[[ Working data, beginning ]]

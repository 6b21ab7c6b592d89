use crate::light::Light;
use std::collections::BTreeMap;
use std::net::{Ipv4Addr, SocketAddr, SocketAddrV4};
use std::sync::Arc;
use std::time::Duration;
use tokio::net::UdpSocket;
use tokio::time::{timeout_at, Instant};

/// Multicast group and port the bulbs listen on for searches
pub const MULTICAST_ADDR: SocketAddr =
    SocketAddr::V4(SocketAddrV4::new(Ipv4Addr::new(239, 255, 255, 250), 1982));

/// How long replies are collected after the search is sent
pub const DISCOVERY_TIMEOUT: Duration = Duration::from_secs(3);

const SEARCH_MESSAGE: &str = "M-SEARCH * HTTP/1.1\r\n\
                              HOST: 239.255.255.250:1982\r\n\
                              MAN: \"ssdp:discover\"\r\n\
                              ST: wifi_bulb\r\n";

/// Replies are small header blocks, anything past this is dropped
const MAX_DATAGRAM: usize = 2048;

/// Discovery settings
#[derive(Debug, Clone)]
pub struct DiscoveryConfig {
    /// Where the search message is sent
    pub target: SocketAddr,
    /// Local address of the search socket
    pub bind: SocketAddr,
    /// Collection window
    pub timeout: Duration,
}

impl Default for DiscoveryConfig {
    fn default() -> Self {
        Self {
            target: MULTICAST_ADDR,
            bind: SocketAddr::V4(SocketAddrV4::new(Ipv4Addr::UNSPECIFIED, 0)),
            timeout: DISCOVERY_TIMEOUT,
        }
    }
}

impl DiscoveryConfig {
    pub fn with_target(mut self, target: SocketAddr) -> Self {
        self.target = target;
        self
    }

    pub fn with_bind(mut self, bind: SocketAddr) -> Self {
        self.bind = bind;
        self
    }

    pub fn with_timeout(mut self, timeout: Duration) -> Self {
        self.timeout = timeout;
        self
    }
}

#[derive(Debug, Clone, Copy, PartialEq, Eq)]
enum Phase {
    Idle,
    Searching,
    Collecting,
    Done,
}

/// Multicast discovery of bulbs on the local network
///
/// Each call to [`discover`](Discovery::discover) sends one search and
/// returns fresh records; nothing is remembered between passes.
///
/// # Example
///
/// ```no_run
/// use yeelight_lan::Discovery;
///
/// #[tokio::main]
/// async fn main() {
///     for light in Discovery::new().discover().await {
///         println!("Found {} ({}) at {}", light.name, light.model, light.address);
///     }
/// }
/// ```
#[derive(Debug, Clone, Default)]
pub struct Discovery {
    config: DiscoveryConfig,
}

impl Discovery {
    /// Create a Discovery with the default multicast target and a 3 second window
    pub fn new() -> Self {
        Self::default()
    }

    pub fn with_config(config: DiscoveryConfig) -> Self {
        Self { config }
    }

    pub fn config(&self) -> &DiscoveryConfig {
        &self.config
    }

    /// Search the network and return one record per replying address
    ///
    /// Runs for the configured window and never longer. If the search socket
    /// cannot be opened, no lights are returned.
    pub async fn discover(&self) -> Vec<Light> {
        let mut phase = Phase::Idle;
        let replies = match self.collect(&mut phase).await {
            Ok(replies) => replies,
            Err(e) => {
                tracing::error!("Discovery socket error: {}", e);
                return Vec::new();
            }
        };
        transition(&mut phase, Phase::Done);

        tracing::info!("Discovery found {} light(s)", replies.len());

        replies
            .into_iter()
            .map(|(source, payload)| {
                let light = parse_advertisement(&payload);
                if light.address.is_empty() {
                    tracing::warn!("Reply from {} has no usable location", source);
                }
                light
            })
            .collect()
    }

    /// Send the search and gather replies keyed by source address
    async fn collect(&self, phase: &mut Phase) -> std::io::Result<BTreeMap<SocketAddr, String>> {
        let socket = Arc::new(UdpSocket::bind(self.config.bind).await?);
        let target = self.config.target;

        transition(phase, Phase::Searching);
        tracing::info!("Searching for lights via {}", target);

        // Deadline is fixed before the search goes out
        let deadline = Instant::now() + self.config.timeout;

        let sender_socket = socket.clone();
        let sender = tokio::spawn(async move {
            if let Err(e) = sender_socket.send_to(SEARCH_MESSAGE.as_bytes(), target).await {
                tracing::error!("Failed to send search to {}: {}", target, e);
            }
        });
        transition(phase, Phase::Collecting);

        let mut replies = BTreeMap::new();
        let mut buf = [0u8; MAX_DATAGRAM];
        loop {
            match timeout_at(deadline, socket.recv_from(&mut buf)).await {
                Ok(Ok((len, source))) => {
                    let payload = String::from_utf8_lossy(&buf[..len]).into_owned();
                    tracing::debug!("Reply from {}: {:?}", source, payload);
                    if replies.insert(source, payload).is_some() {
                        tracing::debug!("Duplicate reply from {}, keeping latest", source);
                    }
                }
                Ok(Err(e)) => {
                    tracing::debug!("Discovery read stopped: {}", e);
                    break;
                }
                Err(_) => break,
            }
        }

        // The send has long finished unless it was stuck; don't leave it behind
        sender.abort();
        Ok(replies)
    }
}

fn transition(phase: &mut Phase, next: Phase) {
    tracing::debug!("Discovery {:?} -> {:?}", phase, next);
    *phase = next;
}

/// Header block of a discovery reply, keys lowercased
struct Headers(Vec<(String, String)>);

impl Headers {
    /// Skip the status line, then read `key: value` lines up to the first blank line
    fn parse(payload: &str) -> Self {
        let headers = payload
            .lines()
            .skip(1)
            .map(|line| line.trim_end_matches('\r'))
            .take_while(|line| !line.trim().is_empty())
            .filter_map(|line| {
                let (key, value) = line.split_once(':')?;
                Some((key.trim().to_ascii_lowercase(), value.trim().to_string()))
            })
            .collect();
        Headers(headers)
    }

    /// First value for `key`
    fn get(&self, key: &str) -> Option<&str> {
        self.0
            .iter()
            .find(|(k, _)| k == key)
            .map(|(_, v)| v.as_str())
    }
}

/// Extract `host:port` from a `yeelight://host:port` location URL
fn location_address(location: &str) -> Option<String> {
    let rest = location
        .split_once("://")
        .map_or(location, |(_, rest)| rest);
    let authority = rest.split(['/', '?', '#']).next()?;
    let authority = authority.rsplit('@').next()?;
    if authority.is_empty() {
        None
    } else {
        Some(authority.to_string())
    }
}

/// Build a record from one discovery reply
///
/// Every field is decoded on its own; missing or malformed headers leave
/// that field at zero and mark it in [`Light::defaulted`].
pub fn parse_advertisement(payload: &str) -> Light {
    let headers = Headers::parse(payload);
    let mut light = Light::default();

    light.address = match headers.get("location").and_then(location_address) {
        Some(address) => address,
        None => {
            light.defaulted.insert("location".to_string());
            String::new()
        }
    };

    light.id = light.text_field("id", headers.get("id"));
    light.model = light.text_field("model", headers.get("model"));
    light.name = light.text_field("name", headers.get("name"));
    light.firmware_version = light.parse_field("fw_ver", headers.get("fw_ver"));
    light.capabilities = match headers.get("support") {
        Some(support) => support.split_whitespace().map(str::to_string).collect(),
        None => {
            light.defaulted.insert("support".to_string());
            Vec::new()
        }
    };
    light.power = light.text_field("power", headers.get("power"));
    light.brightness = light.parse_field("bright", headers.get("bright"));
    light.color_mode = light.parse_field("color_mode", headers.get("color_mode"));
    light.color_temperature = light.parse_field("ct", headers.get("ct"));
    light.rgb = light.parse_field("rgb", headers.get("rgb"));
    light.hue = light.parse_field("hue", headers.get("hue"));
    light.saturation = light.parse_field("sat", headers.get("sat"));

    light
}
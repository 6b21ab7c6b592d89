use serde::{Deserialize, Serialize};
use serde_json::{json, Value};
use std::fmt;
use std::time::Duration;

/// Shortest smooth transition the bulb accepts
pub const MIN_SMOOTH_DURATION: Duration = Duration::from_millis(30);

/// Power state parameter
#[derive(Debug, Clone, Copy, PartialEq, Eq, Serialize, Deserialize)]
#[serde(rename_all = "lowercase")]
pub enum Power {
    On,
    Off,
}

impl Power {
    pub fn as_str(&self) -> &'static str {
        match self {
            Power::On => "on",
            Power::Off => "off",
        }
    }
}

impl From<bool> for Power {
    fn from(on: bool) -> Self {
        if on {
            Power::On
        } else {
            Power::Off
        }
    }
}

impl fmt::Display for Power {
    fn fmt(&self, f: &mut fmt::Formatter<'_>) -> fmt::Result {
        f.write_str(self.as_str())
    }
}

/// How a state change is applied: at once, or faded over a duration
#[derive(Debug, Clone, Copy, PartialEq, Eq)]
pub enum Transition {
    Sudden,
    Smooth(Duration),
}

impl Transition {
    /// Smooth transition over `millis` milliseconds
    pub fn smooth_millis(millis: u64) -> Self {
        Transition::Smooth(Duration::from_millis(millis))
    }

    /// The `effect` and `duration` parameters that trail most control methods
    pub(crate) fn params(&self) -> [Value; 2] {
        match self {
            // Duration is ignored by the bulb for sudden changes
            Transition::Sudden => [json!("sudden"), json!(0)],
            Transition::Smooth(duration) => {
                let millis = (*duration).max(MIN_SMOOTH_DURATION).as_millis() as u64;
                [json!("smooth"), json!(millis)]
            }
        }
    }
}

impl Default for Transition {
    fn default() -> Self {
        Transition::Smooth(Duration::from_millis(500))
    }
}

/// Meaning of the integer `color_mode` property
#[derive(Debug, Clone, Copy, PartialEq, Eq, Serialize, Deserialize)]
pub enum ColorMode {
    Rgb,
    ColorTemperature,
    Hsv,
}

impl ColorMode {
    pub fn from_code(code: u8) -> Option<Self> {
        match code {
            1 => Some(ColorMode::Rgb),
            2 => Some(ColorMode::ColorTemperature),
            3 => Some(ColorMode::Hsv),
            _ => None,
        }
    }

    pub fn code(&self) -> u8 {
        match self {
            ColorMode::Rgb => 1,
            ColorMode::ColorTemperature => 2,
            ColorMode::Hsv => 3,
        }
    }
}

#[cfg(test)]
mod tests {
    use super::*;

    #[test]
    fn smooth_transition_is_clamped_to_minimum() {
        let [effect, duration] = Transition::smooth_millis(5).params();
        assert_eq!(effect, json!("smooth"));
        assert_eq!(duration, json!(30));

        let [_, duration] = Transition::smooth_millis(1500).params();
        assert_eq!(duration, json!(1500));
    }

    #[test]
    fn sudden_transition_params() {
        assert_eq!(Transition::Sudden.params(), [json!("sudden"), json!(0)]);
    }

    #[test]
    fn color_mode_codes() {
        for mode in [ColorMode::Rgb, ColorMode::ColorTemperature, ColorMode::Hsv] {
            assert_eq!(ColorMode::from_code(mode.code()), Some(mode));
        }
        assert_eq!(ColorMode::from_code(0), None);
    }
}
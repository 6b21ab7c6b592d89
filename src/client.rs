use crate::channel::CommandChannel;
use crate::color::parse_color;
use crate::discovery::Discovery;
use crate::error::Result;
use crate::light::Light;
use crate::types::Transition;

/// Entry point for controlling bulbs on the local network
///
/// The `YeelightClient` pairs a [`Discovery`] with a [`CommandChannel`] so a
/// caller only has to hold one value: discover lights, then pass them back
/// in to control them.
///
/// # Example
///
/// ```no_run
/// use yeelight_lan::{Transition, YeelightClient};
///
/// #[tokio::main]
/// async fn main() -> Result<(), Box<dyn std::error::Error>> {
///     let client = YeelightClient::new();
///     for mut light in client.discover().await {
///         light.power_on(client.channel(), Transition::Sudden).await?;
///         client.set_color_hex(&light, "#FF8000", Transition::smooth_millis(500)).await?;
///         light.refresh(client.channel()).await?;
///         println!("{} is {} at {}%", light.name, light.power, light.brightness);
///     }
///     Ok(())
/// }
/// ```
#[derive(Default)]
pub struct YeelightClient {
    discovery: Discovery,
    channel: CommandChannel,
}

impl YeelightClient {
    /// Create a client with default discovery and channel settings
    pub fn new() -> Self {
        Self::default()
    }

    /// Create a client from explicitly configured parts
    pub fn with_parts(discovery: Discovery, channel: CommandChannel) -> Self {
        Self { discovery, channel }
    }

    /// Run one discovery pass
    pub async fn discover(&self) -> Vec<Light> {
        self.discovery.discover().await
    }

    pub fn channel(&self) -> &CommandChannel {
        &self.channel
    }

    pub fn discovery(&self) -> &Discovery {
        &self.discovery
    }

    /// Set the light's color from a `#RRGGBB` string
    ///
    /// Malformed colors are rejected before anything is sent.
    pub async fn set_color_hex(
        &self,
        light: &Light,
        color: &str,
        transition: Transition,
    ) -> Result<()> {
        let rgb = parse_color(color)?;
        light.set_color(&self.channel, rgb, transition).await
    }
}
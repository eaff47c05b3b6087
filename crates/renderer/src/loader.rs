use std::path::Path;
use std::thread;
use std::time::{Duration, Instant};

use crossbeam_channel::{unbounded, Receiver, RecvTimeoutError, Sender};
use image::imageops::flip_vertical_in_place;
use sequencer::Slide;

/// Pixels of one slide, decoded to RGBA8 with the bottom row first.
#[derive(Debug, Clone)]
pub struct DecodedSlide {
    pub index: usize,
    pub media_ref: String,
    pub width: u32,
    pub height: u32,
    pub rgba: Vec<u8>,
}

#[derive(Debug, Clone, PartialEq, Eq, thiserror::Error)]
#[error("failed to load slide {index} from '{media_ref}': {reason}")]
pub struct TextureLoadError {
    pub index: usize,
    pub media_ref: String,
    pub reason: String,
}

pub type SlideLoadResult = Result<DecodedSlide, TextureLoadError>;

/// Decodes every slide image on its own thread and reports results as they land.
pub struct TextureLoader {
    results: Receiver<SlideLoadResult>,
    pending: usize,
}

impl TextureLoader {
    pub fn spawn(slides: &[Slide]) -> Self {
        let (tx, rx) = unbounded();
        for (index, slide) in slides.iter().enumerate() {
            spawn_decode(index, slide.media_ref.clone(), tx.clone());
        }
        Self {
            results: rx,
            pending: slides.len(),
        }
    }

    /// Slides that have not reported yet.
    pub fn pending(&self) -> usize {
        self.pending
    }

    pub fn is_finished(&self) -> bool {
        self.pending == 0
    }

    /// Collects whatever has finished without blocking.
    pub fn try_drain(&mut self) -> Vec<SlideLoadResult> {
        let drained: Vec<_> = self.results.try_iter().collect();
        self.pending = self.pending.saturating_sub(drained.len());
        drained
    }

    /// Blocks until `wanted` slides decoded successfully, every slide has
    /// reported, or `timeout` elapses.
    pub fn wait_for_first(&mut self, wanted: usize, timeout: Duration) -> Vec<SlideLoadResult> {
        let deadline = Instant::now() + timeout;
        let mut collected = Vec::new();
        let mut successes = 0;
        while self.pending > 0 && successes < wanted {
            let remaining = deadline.saturating_duration_since(Instant::now());
            match self.results.recv_timeout(remaining) {
                Ok(result) => {
                    self.pending -= 1;
                    if result.is_ok() {
                        successes += 1;
                    }
                    collected.push(result);
                }
                Err(RecvTimeoutError::Timeout) => {
                    tracing::warn!(
                        pending = self.pending,
                        "timed out waiting for initial slides"
                    );
                    break;
                }
                Err(RecvTimeoutError::Disconnected) => {
                    self.pending = 0;
                    break;
                }
            }
        }
        collected
    }
}

fn spawn_decode(index: usize, media_ref: String, tx: Sender<SlideLoadResult>) {
    let fallback_tx = tx.clone();
    let fallback_ref = media_ref.clone();
    let spawned = thread::Builder::new()
        .name(format!("decode-slide-{index}"))
        .spawn(move || {
            let _ = tx.send(decode_slide(index, &media_ref));
        });
    if let Err(err) = spawned {
        let _ = fallback_tx.send(Err(TextureLoadError {
            index,
            media_ref: fallback_ref,
            reason: format!("failed to spawn decode thread: {err}"),
        }));
    }
}

pub fn decode_slide(index: usize, media_ref: &str) -> SlideLoadResult {
    let image = image::open(Path::new(media_ref)).map_err(|err| TextureLoadError {
        index,
        media_ref: media_ref.to_owned(),
        reason: err.to_string(),
    })?;
    let mut rgba = image.to_rgba8();
    flip_vertical_in_place(&mut rgba);
    let (width, height) = rgba.dimensions();
    tracing::debug!(slide = index, media_ref, width, height, "slide decoded");
    Ok(DecodedSlide {
        index,
        media_ref: media_ref.to_owned(),
        width,
        height,
        rgba: rgba.into_raw(),
    })
}
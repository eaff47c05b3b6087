//! Geometry of the navigation markers drawn along the bottom edge.
//!
//! The shader draws the same layout from the uniform values, so hit testing
//! here lines up with what is on screen.

#[derive(Debug, Clone, Copy, PartialEq)]
pub struct MarkerLayout {
    pub radius: f32,
    pub spacing: f32,
    pub bottom_margin: f32,
    pub hit_radius: f32,
}

impl Default for MarkerLayout {
    fn default() -> Self {
        Self {
            radius: 6.0,
            spacing: 24.0,
            bottom_margin: 36.0,
            hit_radius: 12.0,
        }
    }
}

impl MarkerLayout {
    /// Marker centres in window pixels with a top-left origin.
    pub fn centers(&self, count: usize, size: [u32; 2]) -> Vec<[f32; 2]> {
        if count == 0 {
            return Vec::new();
        }
        let width = size[0] as f32;
        let height = size[1] as f32;
        let first_x = width * 0.5 - (count as f32 - 1.0) * 0.5 * self.spacing;
        let y = height - self.bottom_margin;
        (0..count)
            .map(|index| [first_x + index as f32 * self.spacing, y])
            .collect()
    }

    pub fn hit_test(&self, count: usize, size: [u32; 2], position: [f64; 2]) -> Option<usize> {
        let px = position[0] as f32;
        let py = position[1] as f32;
        self.centers(count, size)
            .into_iter()
            .enumerate()
            .map(|(index, [cx, cy])| (index, (px - cx).hypot(py - cy)))
            .filter(|(_, dist)| *dist <= self.hit_radius)
            .min_by(|a, b| a.1.total_cmp(&b.1))
            .map(|(index, _)| index)
    }
}

#[cfg(test)]
mod tests {
    use super::*;

    #[test]
    fn markers_are_centred_horizontally() {
        let layout = MarkerLayout::default();
        let centers = layout.centers(3, [800, 600]);
        assert_eq!(centers, vec![[376.0, 564.0], [400.0, 564.0], [424.0, 564.0]]);
    }

    #[test]
    fn hit_test_picks_nearest_marker() {
        let layout = MarkerLayout::default();
        assert_eq!(layout.hit_test(3, [800, 600], [425.0, 560.0]), Some(2));
        assert_eq!(layout.hit_test(3, [800, 600], [386.0, 564.0]), Some(0));
        assert_eq!(layout.hit_test(3, [800, 600], [400.0, 300.0]), None);
        assert_eq!(layout.hit_test(0, [800, 600], [400.0, 564.0]), None);
    }
}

[[ Working data, end ]]

→ **Instructions to follow**
Give back every line from the beginning of the records through the line holding "pub const MULTICAST_ADDR: SocketAddr", exactly as it reads, and leave out the rest.

→ **Exercise solution**
repository 6b21ab7c6b592d89
use crate::light::Light;
use std::collections::BTreeMap;
use std::net::{Ipv4Addr, SocketAddr, SocketAddrV4};
use std::sync::Arc;
use std::time::Duration;
use tokio::net::UdpSocket;
use tokio::time::{timeout_at, Instant};

/// Multicast group and port the bulbs listen on for searches
pub const MULTICAST_ADDR: SocketAddr =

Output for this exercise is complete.